> Exercise aim: Pull from the data below each line where the word "above" occurs, and copy it.
*** Opening Data for the task ***
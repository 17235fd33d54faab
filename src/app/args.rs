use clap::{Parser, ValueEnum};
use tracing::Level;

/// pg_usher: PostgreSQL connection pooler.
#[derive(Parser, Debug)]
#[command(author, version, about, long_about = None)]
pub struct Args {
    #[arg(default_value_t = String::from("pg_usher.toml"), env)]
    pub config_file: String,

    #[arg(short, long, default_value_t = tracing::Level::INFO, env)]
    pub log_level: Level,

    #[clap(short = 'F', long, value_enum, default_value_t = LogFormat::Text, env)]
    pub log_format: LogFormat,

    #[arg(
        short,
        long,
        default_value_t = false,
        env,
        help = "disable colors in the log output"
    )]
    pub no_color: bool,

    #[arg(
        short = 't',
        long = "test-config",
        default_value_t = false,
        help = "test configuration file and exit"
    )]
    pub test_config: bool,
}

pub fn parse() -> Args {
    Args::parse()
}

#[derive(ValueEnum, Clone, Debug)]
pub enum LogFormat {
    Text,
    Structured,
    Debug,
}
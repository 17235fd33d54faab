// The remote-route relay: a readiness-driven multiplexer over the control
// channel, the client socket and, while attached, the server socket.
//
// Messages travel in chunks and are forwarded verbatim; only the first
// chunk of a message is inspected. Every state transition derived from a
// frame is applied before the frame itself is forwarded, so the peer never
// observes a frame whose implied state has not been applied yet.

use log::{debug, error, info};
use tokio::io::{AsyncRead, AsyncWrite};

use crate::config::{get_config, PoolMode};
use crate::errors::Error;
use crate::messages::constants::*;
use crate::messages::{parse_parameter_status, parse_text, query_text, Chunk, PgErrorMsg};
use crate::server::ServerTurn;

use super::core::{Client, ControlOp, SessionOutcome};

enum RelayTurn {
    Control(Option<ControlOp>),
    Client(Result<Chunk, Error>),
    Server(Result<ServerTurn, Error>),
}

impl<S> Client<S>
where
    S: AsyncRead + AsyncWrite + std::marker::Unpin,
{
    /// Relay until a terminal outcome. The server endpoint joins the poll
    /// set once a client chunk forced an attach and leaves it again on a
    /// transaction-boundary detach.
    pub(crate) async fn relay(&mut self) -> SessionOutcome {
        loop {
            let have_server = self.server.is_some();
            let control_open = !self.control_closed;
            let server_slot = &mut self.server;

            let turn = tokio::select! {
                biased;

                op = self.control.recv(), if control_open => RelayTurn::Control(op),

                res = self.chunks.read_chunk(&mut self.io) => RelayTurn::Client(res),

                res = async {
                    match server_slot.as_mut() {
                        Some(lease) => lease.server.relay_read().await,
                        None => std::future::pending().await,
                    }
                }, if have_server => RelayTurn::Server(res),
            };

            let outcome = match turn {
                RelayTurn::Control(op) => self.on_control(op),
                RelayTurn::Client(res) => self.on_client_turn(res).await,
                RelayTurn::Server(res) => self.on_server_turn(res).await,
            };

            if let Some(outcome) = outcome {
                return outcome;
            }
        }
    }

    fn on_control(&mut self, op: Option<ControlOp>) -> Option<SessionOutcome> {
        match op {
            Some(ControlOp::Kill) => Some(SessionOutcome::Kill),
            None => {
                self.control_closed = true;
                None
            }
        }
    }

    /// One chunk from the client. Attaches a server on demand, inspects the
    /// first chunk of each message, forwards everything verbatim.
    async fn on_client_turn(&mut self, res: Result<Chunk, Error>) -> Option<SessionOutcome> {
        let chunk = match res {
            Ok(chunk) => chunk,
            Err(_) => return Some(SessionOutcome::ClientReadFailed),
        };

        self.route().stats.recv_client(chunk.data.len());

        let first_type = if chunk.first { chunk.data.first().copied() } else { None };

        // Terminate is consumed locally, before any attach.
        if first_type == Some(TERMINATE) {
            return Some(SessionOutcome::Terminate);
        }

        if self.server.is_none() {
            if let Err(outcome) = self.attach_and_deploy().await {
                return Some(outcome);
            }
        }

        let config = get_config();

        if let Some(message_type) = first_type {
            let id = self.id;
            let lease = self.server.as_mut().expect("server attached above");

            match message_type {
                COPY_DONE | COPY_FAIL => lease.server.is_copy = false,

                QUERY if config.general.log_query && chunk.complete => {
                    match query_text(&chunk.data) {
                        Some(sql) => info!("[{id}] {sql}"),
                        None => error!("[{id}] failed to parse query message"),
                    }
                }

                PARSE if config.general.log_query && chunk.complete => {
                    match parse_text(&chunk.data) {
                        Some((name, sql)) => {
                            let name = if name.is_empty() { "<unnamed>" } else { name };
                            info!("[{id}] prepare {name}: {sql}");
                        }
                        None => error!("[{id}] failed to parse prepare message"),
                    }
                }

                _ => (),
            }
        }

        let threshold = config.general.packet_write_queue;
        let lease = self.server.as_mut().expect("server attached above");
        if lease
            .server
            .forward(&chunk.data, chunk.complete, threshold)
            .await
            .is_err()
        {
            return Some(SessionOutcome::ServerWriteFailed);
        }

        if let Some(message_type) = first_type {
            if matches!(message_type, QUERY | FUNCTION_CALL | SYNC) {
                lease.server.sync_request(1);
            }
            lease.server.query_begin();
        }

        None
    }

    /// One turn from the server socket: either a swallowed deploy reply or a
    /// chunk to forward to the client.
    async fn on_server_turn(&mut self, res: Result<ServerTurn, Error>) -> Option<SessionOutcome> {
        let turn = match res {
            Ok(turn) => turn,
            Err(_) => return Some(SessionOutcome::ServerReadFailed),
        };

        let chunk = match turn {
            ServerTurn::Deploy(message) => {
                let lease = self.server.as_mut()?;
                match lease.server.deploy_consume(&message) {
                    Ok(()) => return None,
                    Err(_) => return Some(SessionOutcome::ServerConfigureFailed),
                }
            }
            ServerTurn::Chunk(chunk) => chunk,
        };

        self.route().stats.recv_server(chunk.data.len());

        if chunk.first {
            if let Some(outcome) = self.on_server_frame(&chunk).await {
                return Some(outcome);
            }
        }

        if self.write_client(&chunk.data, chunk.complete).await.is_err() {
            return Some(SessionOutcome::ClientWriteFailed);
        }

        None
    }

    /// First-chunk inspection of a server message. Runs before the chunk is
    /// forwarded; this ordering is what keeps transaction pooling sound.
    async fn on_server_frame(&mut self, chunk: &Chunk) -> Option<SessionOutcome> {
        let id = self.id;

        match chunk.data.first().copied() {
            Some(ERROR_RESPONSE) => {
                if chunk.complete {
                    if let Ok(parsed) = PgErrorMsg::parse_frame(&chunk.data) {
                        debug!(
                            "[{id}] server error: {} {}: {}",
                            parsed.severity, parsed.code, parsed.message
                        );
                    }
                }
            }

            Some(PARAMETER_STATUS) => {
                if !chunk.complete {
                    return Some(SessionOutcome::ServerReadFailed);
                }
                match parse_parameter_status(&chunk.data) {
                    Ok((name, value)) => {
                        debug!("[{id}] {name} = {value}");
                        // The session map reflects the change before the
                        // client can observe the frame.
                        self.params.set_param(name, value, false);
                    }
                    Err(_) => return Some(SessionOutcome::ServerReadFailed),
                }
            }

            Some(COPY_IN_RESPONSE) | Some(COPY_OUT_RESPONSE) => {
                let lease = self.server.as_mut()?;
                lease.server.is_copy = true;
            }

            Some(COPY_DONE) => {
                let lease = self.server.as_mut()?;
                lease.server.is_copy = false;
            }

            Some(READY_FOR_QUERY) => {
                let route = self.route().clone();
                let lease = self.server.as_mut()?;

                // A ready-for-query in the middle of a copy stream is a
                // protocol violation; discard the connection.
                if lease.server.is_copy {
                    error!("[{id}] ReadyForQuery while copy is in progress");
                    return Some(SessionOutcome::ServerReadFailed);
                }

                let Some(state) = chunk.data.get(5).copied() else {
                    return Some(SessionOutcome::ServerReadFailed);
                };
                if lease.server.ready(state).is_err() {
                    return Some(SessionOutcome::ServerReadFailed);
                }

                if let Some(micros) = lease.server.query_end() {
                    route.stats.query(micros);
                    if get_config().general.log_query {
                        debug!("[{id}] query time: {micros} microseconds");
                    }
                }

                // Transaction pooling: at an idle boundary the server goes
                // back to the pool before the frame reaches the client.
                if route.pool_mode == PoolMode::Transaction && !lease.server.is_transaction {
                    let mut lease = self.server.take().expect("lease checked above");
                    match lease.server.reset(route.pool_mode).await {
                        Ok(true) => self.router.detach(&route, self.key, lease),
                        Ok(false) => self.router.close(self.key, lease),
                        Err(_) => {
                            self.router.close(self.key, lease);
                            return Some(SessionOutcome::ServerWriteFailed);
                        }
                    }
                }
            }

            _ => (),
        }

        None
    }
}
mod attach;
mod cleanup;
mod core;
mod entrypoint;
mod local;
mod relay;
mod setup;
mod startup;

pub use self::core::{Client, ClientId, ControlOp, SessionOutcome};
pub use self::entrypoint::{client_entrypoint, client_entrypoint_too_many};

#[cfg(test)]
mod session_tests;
*** Closing Data for the task ***
*** Opening Data for the task ***
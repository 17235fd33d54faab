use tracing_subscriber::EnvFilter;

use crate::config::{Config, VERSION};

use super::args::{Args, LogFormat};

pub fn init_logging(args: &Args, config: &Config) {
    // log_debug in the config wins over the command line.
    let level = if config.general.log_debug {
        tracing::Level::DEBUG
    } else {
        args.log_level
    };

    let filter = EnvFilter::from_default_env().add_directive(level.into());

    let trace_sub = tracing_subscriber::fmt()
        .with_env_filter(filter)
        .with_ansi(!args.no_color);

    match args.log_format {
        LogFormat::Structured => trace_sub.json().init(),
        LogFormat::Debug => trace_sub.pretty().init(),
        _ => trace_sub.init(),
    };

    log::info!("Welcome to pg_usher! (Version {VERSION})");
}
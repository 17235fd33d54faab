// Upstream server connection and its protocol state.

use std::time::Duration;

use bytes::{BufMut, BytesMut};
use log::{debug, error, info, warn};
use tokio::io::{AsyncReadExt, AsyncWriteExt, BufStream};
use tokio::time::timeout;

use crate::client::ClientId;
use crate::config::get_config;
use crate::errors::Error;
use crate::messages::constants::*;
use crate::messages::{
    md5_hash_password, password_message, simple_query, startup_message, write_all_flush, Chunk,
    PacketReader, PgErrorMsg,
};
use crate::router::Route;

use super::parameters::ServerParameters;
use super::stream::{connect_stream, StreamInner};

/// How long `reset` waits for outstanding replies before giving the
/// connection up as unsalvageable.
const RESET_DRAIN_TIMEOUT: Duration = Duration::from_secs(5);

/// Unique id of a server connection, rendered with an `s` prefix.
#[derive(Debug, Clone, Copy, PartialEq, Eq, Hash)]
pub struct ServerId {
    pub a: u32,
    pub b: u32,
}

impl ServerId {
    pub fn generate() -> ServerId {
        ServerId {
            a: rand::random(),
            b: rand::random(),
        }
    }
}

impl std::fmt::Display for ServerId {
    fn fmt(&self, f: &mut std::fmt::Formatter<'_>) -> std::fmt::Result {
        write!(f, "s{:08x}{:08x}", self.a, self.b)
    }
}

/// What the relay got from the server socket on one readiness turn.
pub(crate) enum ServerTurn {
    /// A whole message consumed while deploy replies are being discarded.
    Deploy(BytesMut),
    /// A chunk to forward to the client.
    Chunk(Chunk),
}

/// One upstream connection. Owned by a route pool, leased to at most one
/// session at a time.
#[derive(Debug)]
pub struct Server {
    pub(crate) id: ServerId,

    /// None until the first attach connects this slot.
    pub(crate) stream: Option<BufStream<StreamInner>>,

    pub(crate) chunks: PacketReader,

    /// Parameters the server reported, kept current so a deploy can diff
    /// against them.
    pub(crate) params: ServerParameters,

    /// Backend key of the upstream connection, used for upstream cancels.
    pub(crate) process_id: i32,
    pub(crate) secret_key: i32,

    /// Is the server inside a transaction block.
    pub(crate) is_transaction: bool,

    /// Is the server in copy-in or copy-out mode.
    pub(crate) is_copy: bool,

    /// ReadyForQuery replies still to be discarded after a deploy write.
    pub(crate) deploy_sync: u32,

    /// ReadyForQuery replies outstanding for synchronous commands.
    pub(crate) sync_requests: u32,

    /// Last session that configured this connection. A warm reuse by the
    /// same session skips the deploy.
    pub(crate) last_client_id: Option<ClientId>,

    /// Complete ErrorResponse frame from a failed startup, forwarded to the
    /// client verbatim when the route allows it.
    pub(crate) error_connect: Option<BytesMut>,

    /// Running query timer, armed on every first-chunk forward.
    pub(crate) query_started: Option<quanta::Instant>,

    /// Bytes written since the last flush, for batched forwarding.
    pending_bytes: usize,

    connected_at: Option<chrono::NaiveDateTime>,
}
*** Closing Data for the task ***
> Answer below:
            let lease = self.server.as_mut().expect("server attached above");
        let lease = self.server.as_mut().expect("server attached above");
                    let mut lease = self.server.take().expect("lease checked above");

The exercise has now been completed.